His initial painting was originally intended to show the Holy Family but later decided that it is good that he martyred innocents are also included in his work. In the image, the Holy family is surrounded by the bubbles, which are also called airy globes that conveys a feeling of the eternal lifestreams in the procession with the holy family. Each of the globes is enveloped by the sacred light. In the catalog, he said Jesus, as the infant recognized the martyred infants just as the mother was preparing for the escape as they were awakened in their spiritual form. The artist, Hunt, got inspired to paint the images when he visited the Holy land in the late 1870s. His painting was done with oil on a canvas medium. This image was presented by Sir John Middlemore Bt in 1918.

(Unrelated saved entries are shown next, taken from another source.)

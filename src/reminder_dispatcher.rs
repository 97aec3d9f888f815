//! Custom-Reminder Dispatcher.
//!
//! A 60s claim-and-lease loop, separate from the daily ticker because custom
//! reminders are scheduled by absolute `next_fire_at_utc` rather than a
//! recurring local time-of-day window. Claimed rows get a 2-minute lease
//! (see [`crate::store::claim_due_custom_reminders`]) so a crash mid-send
//! doesn't strand the reminder locked forever once the lease expires.

use sqlx::SqlitePool;
use tokio_util::sync::CancellationToken;
use tracing::{debug, error, info};

use crate::jobqueue::{JobSender, SendJob};

const POLL_INTERVAL_SECS: u64 = 60;
const LEASE_MINUTES: i64 = 2;
const CLAIM_BATCH_SIZE: i64 = 50;

pub async fn reminder_dispatcher_loop(pool: SqlitePool, jobs: JobSender, cancel: CancellationToken) {
    info!("custom reminder dispatcher started");

    loop {
        tokio::select! {
            _ = cancel.cancelled() => {
                info!("custom reminder dispatcher shutting down");
                return;
            }
            _ = tokio::time::sleep(std::time::Duration::from_secs(POLL_INTERVAL_SECS)) => {}
        }

        let now = chrono::Utc::now().naive_utc();
        let lease_until = now + chrono::Duration::minutes(LEASE_MINUTES);

        let claimed = match crate::store::claim_due_custom_reminders(&pool, now, lease_until, CLAIM_BATCH_SIZE).await {
            Ok(rows) => rows,
            Err(e) => {
                error!(error = %e, "failed to claim due custom reminders");
                continue;
            }
        };

        if claimed.is_empty() {
            continue;
        }
        debug!(count = claimed.len(), "claimed due custom reminders");

        for reminder in claimed {
            if jobs.send(SendJob::CustomReminder { reminder_id: reminder.id }).await.is_err() {
                error!(reminder_id = reminder.id, "job queue closed while dispatching custom reminder");
                return;
            }
        }
    }
}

The Triumph of the Innocents was one of the more modern works by the painter as it opened a new dimension in the way he presented traditional Christian themes. Just before he did the painting in around 1184 he had praised the Last Judgement painting by Orcagna, and both the Paradise and Last Judgement paintings by Fra Angelico. In his statement, Hunt said that these were nothing but unmixed good that would accrue from the paintings. He added to say that any scenes that show the holy bible and heaven were not just pieces of art but real visions of real things perfectly set down and more good will be got by dwelling on them.
Finally, he added that the statement was also true about Christ representations as a living presence among people in the world. With these remarks, he later switched to his visionary mode for the painting of the Triumph of the Innocents. Hunt had earlier been part of the artists who advocated for archeologically correct realism, a concept that showed historical events in great detail. In this image, he tries to combine the earlier thinking with the vision of the afterlife and bring great effects on both. He would continue with this new way of painting in his works on the Resurrection which showed the life after Christ resurrection.